*** Block opens ***

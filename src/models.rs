//! Frontend Models
//!
//! Data structures matching the admin API resources.

use serde::{Deserialize, Serialize};

/// Content tree level an admin page manages
#[derive(Debug, Clone, Copy, PartialEq, Eq, Hash, Serialize, Deserialize)]
#[serde(rename_all = "lowercase")]
pub enum Endpoint {
    Level,
    Section,
    Question,
}

impl Endpoint {
    pub const ALL: [Endpoint; 3] = [Endpoint::Level, Endpoint::Section, Endpoint::Question];

    pub fn as_str(&self) -> &'static str {
        match self {
            Endpoint::Level => "level",
            Endpoint::Section => "section",
            Endpoint::Question => "question",
        }
    }

    pub fn from_str(s: &str) -> Option<Self> {
        match s.trim().to_ascii_lowercase().as_str() {
            "level" => Some(Endpoint::Level),
            "section" => Some(Endpoint::Section),
            "question" => Some(Endpoint::Question),
            _ => None,
        }
    }

    /// Capitalized name for titles ("Edit Section")
    pub fn label(&self) -> &'static str {
        match self {
            Endpoint::Level => "Level",
            Endpoint::Section => "Section",
            Endpoint::Question => "Question",
        }
    }
}

/// Question response modality
#[derive(Debug, Clone, Copy, PartialEq, Eq, Hash, Serialize, Deserialize)]
#[serde(rename_all = "snake_case")]
pub enum AnswerType {
    MultipleChoice,
    FillInBlank,
    ImageVideo,
}

impl AnswerType {
    pub const ALL: [AnswerType; 3] = [
        AnswerType::MultipleChoice,
        AnswerType::FillInBlank,
        AnswerType::ImageVideo,
    ];

    pub fn as_str(&self) -> &'static str {
        match self {
            AnswerType::MultipleChoice => "multiple_choice",
            AnswerType::FillInBlank => "fill_in_blank",
            AnswerType::ImageVideo => "image_video",
        }
    }

    pub fn from_str(s: &str) -> Option<Self> {
        match s {
            "multiple_choice" => Some(AnswerType::MultipleChoice),
            "fill_in_blank" => Some(AnswerType::FillInBlank),
            "image_video" => Some(AnswerType::ImageVideo),
            _ => None,
        }
    }

    pub fn label(&self) -> &'static str {
        match self {
            AnswerType::MultipleChoice => "Multiple Choice",
            AnswerType::FillInBlank => "Fill in the Blank",
            AnswerType::ImageVideo => "Image / Video",
        }
    }
}

/// Question prompt kind. The admin forms only author text prompts.
pub const QUESTION_TYPE_TEXT: &str = "text";

/// Choice kind. The admin forms only author text choices.
pub const CHOICE_TYPE_TEXT: &str = "text";

/// Choice as returned by the API
#[derive(Debug, Clone, PartialEq, Default, Serialize, Deserialize)]
pub struct ChoiceRecord {
    #[serde(default)]
    pub id: Option<u32>,
    #[serde(default)]
    pub content: Option<String>,
    #[serde(default)]
    pub is_correct: bool,
}

/// Any level, section or question as returned by `GET /api/general/{endpoint}/{id}`.
///
/// The three resources share one loose shape; every field is optional so a
/// record for one kind deserializes without the others' fields.
#[derive(Debug, Clone, PartialEq, Default, Serialize, Deserialize)]
pub struct ItemRecord {
    #[serde(default)]
    pub id: Option<u32>,
    #[serde(default)]
    pub name: Option<String>,
    #[serde(default)]
    pub description: Option<String>,
    #[serde(default)]
    pub image_url: Option<String>,
    #[serde(default)]
    pub level_id: Option<i64>,
    #[serde(default)]
    pub section_id: Option<i64>,
    #[serde(default)]
    pub answer_type: Option<String>,
    #[serde(default)]
    pub question_content: Option<String>,
    #[serde(default)]
    pub correct_answer: Option<String>,
    #[serde(default)]
    pub media_url: Option<String>,
    #[serde(default)]
    pub choices: Vec<ChoiceRecord>,
}

impl ItemRecord {
    /// Text shown in the list's main column
    pub fn title(&self) -> String {
        self.name
            .clone()
            .or_else(|| self.question_content.clone())
            .unwrap_or_default()
    }

    /// Parent reference shown in the list, if the kind has one
    pub fn parent_label(&self) -> Option<String> {
        match (self.level_id, self.section_id) {
            (_, Some(section)) => Some(format!("Section #{}", section)),
            (Some(level), None) => Some(format!("Level #{}", level)),
            (None, None) => None,
        }
    }
}

/// `{ message?, error? }` part of any API response body
#[derive(Debug, Clone, PartialEq, Default, Deserialize)]
pub struct ApiMessage {
    #[serde(default)]
    pub message: Option<String>,
    #[serde(default)]
    pub error: Option<String>,
}

impl ApiMessage {
    /// `message`, falling back to `error`; blank strings count as absent
    pub fn text(&self) -> Option<String> {
        [self.message.as_deref(), self.error.as_deref()]
            .into_iter()
            .flatten()
            .map(str::trim)
            .find(|s| !s.is_empty())
            .map(str::to_string)
    }
}

#[cfg(test)]
mod tests {
    use super::*;

    #[test]
    fn test_endpoint_round_trip_names() {
        for ep in Endpoint::ALL {
            assert_eq!(Endpoint::from_str(ep.as_str()), Some(ep));
        }
        assert_eq!(Endpoint::from_str("Section"), Some(Endpoint::Section));
        assert_eq!(Endpoint::from_str("questionChoice"), None);
    }

    #[test]
    fn test_answer_type_names() {
        assert_eq!(AnswerType::from_str("fill_in_blank"), Some(AnswerType::FillInBlank));
        assert_eq!(AnswerType::from_str(""), None);
        assert_eq!(AnswerType::ImageVideo.as_str(), "image_video");
    }

    #[test]
    fn test_question_record_deserializes_with_missing_fields() {
        let json = r#"{
            "id": 7,
            "section_id": 3,
            "answer_type": "multiple_choice",
            "question_content": "Capital of France?",
            "choices": [{"id": 1, "content": "Paris", "is_correct": true, "choice_type": "text"}]
        }"#;
        let record: ItemRecord = serde_json::from_str(json).unwrap();
        assert_eq!(record.id, Some(7));
        assert_eq!(record.section_id, Some(3));
        assert_eq!(record.choices.len(), 1);
        assert!(record.choices[0].is_correct);
        assert_eq!(record.name, None);
        assert_eq!(record.title(), "Capital of France?");
        assert_eq!(record.parent_label().as_deref(), Some("Section #3"));
    }

    #[test]
    fn test_api_message_prefers_message_over_error() {
        let both: ApiMessage = serde_json::from_str(r#"{"message": "ok", "error": "bad"}"#).unwrap();
        assert_eq!(both.text().as_deref(), Some("ok"));

        let only_error: ApiMessage = serde_json::from_str(r#"{"error": "Item with ID 9 not found"}"#).unwrap();
        assert_eq!(only_error.text().as_deref(), Some("Item with ID 9 not found"));

        let blank: ApiMessage = serde_json::from_str(r#"{"message": "  "}"#).unwrap();
        assert_eq!(blank.text(), None);
    }
}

*** Block closes ***

▶ [PROBLEM TO SOLVE]:
Write out all the records above again, exactly as they stand.

▶ [EXERCISE SOLUTION]:
filename src/models.rs
//! Frontend Models
//!
//! Data structures matching the admin API resources.

use serde::{Deserialize, Serialize};

/// Content tree level an admin page manages
#[derive(Debug, Clone, Copy, PartialEq, Eq, Hash, Serialize, Deserialize)]
#[serde(rename_all = "lowercase")]
pub enum Endpoint {
    Level,
    Section,
    Question,
}

impl Endpoint {
    pub const ALL: [Endpoint; 3] = [Endpoint::Level, Endpoint::Section, Endpoint::Question];

    pub fn as_str(&self) -> &'static str {
        match self {
            Endpoint::Level => "level",
            Endpoint::Section => "section",
            Endpoint::Question => "question",
        }
    }

    pub fn from_str(s: &str) -> Option<Self> {
        match s.trim().to_ascii_lowercase().as_str() {
            "level" => Some(Endpoint::Level),
            "section" => Some(Endpoint::Section),
            "question" => Some(Endpoint::Question),
            _ => None,
        }
    }

    /// Capitalized name for titles ("Edit Section")
    pub fn label(&self) -> &'static str {
        match self {
            Endpoint::Level => "Level",
            Endpoint::Section => "Section",
            Endpoint::Question => "Question",
        }
    }
}

/// Question response modality
#[derive(Debug, Clone, Copy, PartialEq, Eq, Hash, Serialize, Deserialize)]
#[serde(rename_all = "snake_case")]
pub enum AnswerType {
    MultipleChoice,
    FillInBlank,
    ImageVideo,
}

impl AnswerType {
    pub const ALL: [AnswerType; 3] = [
        AnswerType::MultipleChoice,
        AnswerType::FillInBlank,
        AnswerType::ImageVideo,
    ];

    pub fn as_str(&self) -> &'static str {
        match self {
            AnswerType::MultipleChoice => "multiple_choice",
            AnswerType::FillInBlank => "fill_in_blank",
            AnswerType::ImageVideo => "image_video",
        }
    }

    pub fn from_str(s: &str) -> Option<Self> {
        match s {
            "multiple_choice" => Some(AnswerType::MultipleChoice),
            "fill_in_blank" => Some(AnswerType::FillInBlank),
            "image_video" => Some(AnswerType::ImageVideo),
            _ => None,
        }
    }

    pub fn label(&self) -> &'static str {
        match self {
            AnswerType::MultipleChoice => "Multiple Choice",
            AnswerType::FillInBlank => "Fill in the Blank",
            AnswerType::ImageVideo => "Image / Video",
        }
    }
}

/// Question prompt kind. The admin forms only author text prompts.
pub const QUESTION_TYPE_TEXT: &str = "text";

/// Choice kind. The admin forms only author text choices.
pub const CHOICE_TYPE_TEXT: &str = "text";

/// Choice as returned by the API
#[derive(Debug, Clone, PartialEq, Default, Serialize, Deserialize)]
pub struct ChoiceRecord {
    #[serde(default)]
    pub id: Option<u32>,
    #[serde(default)]
    pub content: Option<String>,
    #[serde(default)]
    pub is_correct: bool,
}

/// Any level, section or question as returned by `GET /api/general/{endpoint}/{id}`.
///
/// The three resources share one loose shape; every field is optional so a
/// record for one kind deserializes without the others' fields.
#[derive(Debug, Clone, PartialEq, Default, Serialize, Deserialize)]
pub struct ItemRecord {
    #[serde(default)]
    pub id: Option<u32>,
    #[serde(default)]
    pub name: Option<String>,
    #[serde(default)]
    pub description: Option<String>,
    #[serde(default)]
    pub image_url: Option<String>,
    #[serde(default)]
    pub level_id: Option<i64>,
    #[serde(default)]
    pub section_id: Option<i64>,
    #[serde(default)]
    pub answer_type: Option<String>,
    #[serde(default)]
    pub question_content: Option<String>,
    #[serde(default)]
    pub correct_answer: Option<String>,
    #[serde(default)]
    pub media_url: Option<String>,
    #[serde(default)]
    pub choices: Vec<ChoiceRecord>,
}

impl ItemRecord {
    /// Text shown in the list's main column
    pub fn title(&self) -> String {
        self.name
            .clone()
            .or_else(|| self.question_content.clone())
            .unwrap_or_default()
    }

    /// Parent reference shown in the list, if the kind has one
    pub fn parent_label(&self) -> Option<String> {
        match (self.level_id, self.section_id) {
            (_, Some(section)) => Some(format!("Section #{}", section)),
            (Some(level), None) => Some(format!("Level #{}", level)),
            (None, None) => None,
        }
    }
}

/// `{ message?, error? }` part of any API response body
#[derive(Debug, Clone, PartialEq, Default, Deserialize)]
pub struct ApiMessage {
    #[serde(default)]
    pub message: Option<String>,
    #[serde(default)]
    pub error: Option<String>,
}

impl ApiMessage {
    /// `message`, falling back to `error`; blank strings count as absent
    pub fn text(&self) -> Option<String> {
        [self.message.as_deref(), self.error.as_deref()]
            .into_iter()
            .flatten()
            .map(str::trim)
            .find(|s| !s.is_empty())
            .map(str::to_string)
    }
}

#[cfg(test)]
mod tests {
    use super::*;

    #[test]
    fn test_endpoint_round_trip_names() {
        for ep in Endpoint::ALL {
            assert_eq!(Endpoint::from_str(ep.as_str()), Some(ep));
        }
        assert_eq!(Endpoint::from_str("Section"), Some(Endpoint::Section));
        assert_eq!(Endpoint::from_str("questionChoice"), None);
    }

    #[test]
    fn test_answer_type_names() {
        assert_eq!(AnswerType::from_str("fill_in_blank"), Some(AnswerType::FillInBlank));
        assert_eq!(AnswerType::from_str(""), None);
        assert_eq!(AnswerType::ImageVideo.as_str(), "image_video");
    }

    #[test]
    fn test_question_record_deserializes_with_missing_fields() {
        let json = r#"{
            "id": 7,
            "section_id": 3,
            "answer_type": "multiple_choice",
            "question_content": "Capital of France?",
            "choices": [{"id": 1, "content": "Paris", "is_correct": true, "choice_type": "text"}]
        }"#;
        let record: ItemRecord = serde_json::from_str(json).unwrap();
        assert_eq!(record.id, Some(7));
        assert_eq!(record.section_id, Some(3));
        assert_eq!(record.choices.len(), 1);
        assert!(record.choices[0].is_correct);
        assert_eq!(record.name, None);
        assert_eq!(record.title(), "Capital of France?");
        assert_eq!(record.parent_label().as_deref(), Some("Section #3"));
    }

    #[test]
    fn test_api_message_prefers_message_over_error() {
        let both: ApiMessage = serde_json::from_str(r#"{"message": "ok", "error": "bad"}"#).unwrap();
        assert_eq!(both.text().as_deref(), Some("ok"));

        let only_error: ApiMessage = serde_json::from_str(r#"{"error": "Item with ID 9 not found"}"#).unwrap();
        assert_eq!(only_error.text().as_deref(), Some("Item with ID 9 not found"));

        let blank: ApiMessage = serde_json::from_str(r#"{"message": "  "}"#).unwrap();
        assert_eq!(blank.text(), None);
    }
}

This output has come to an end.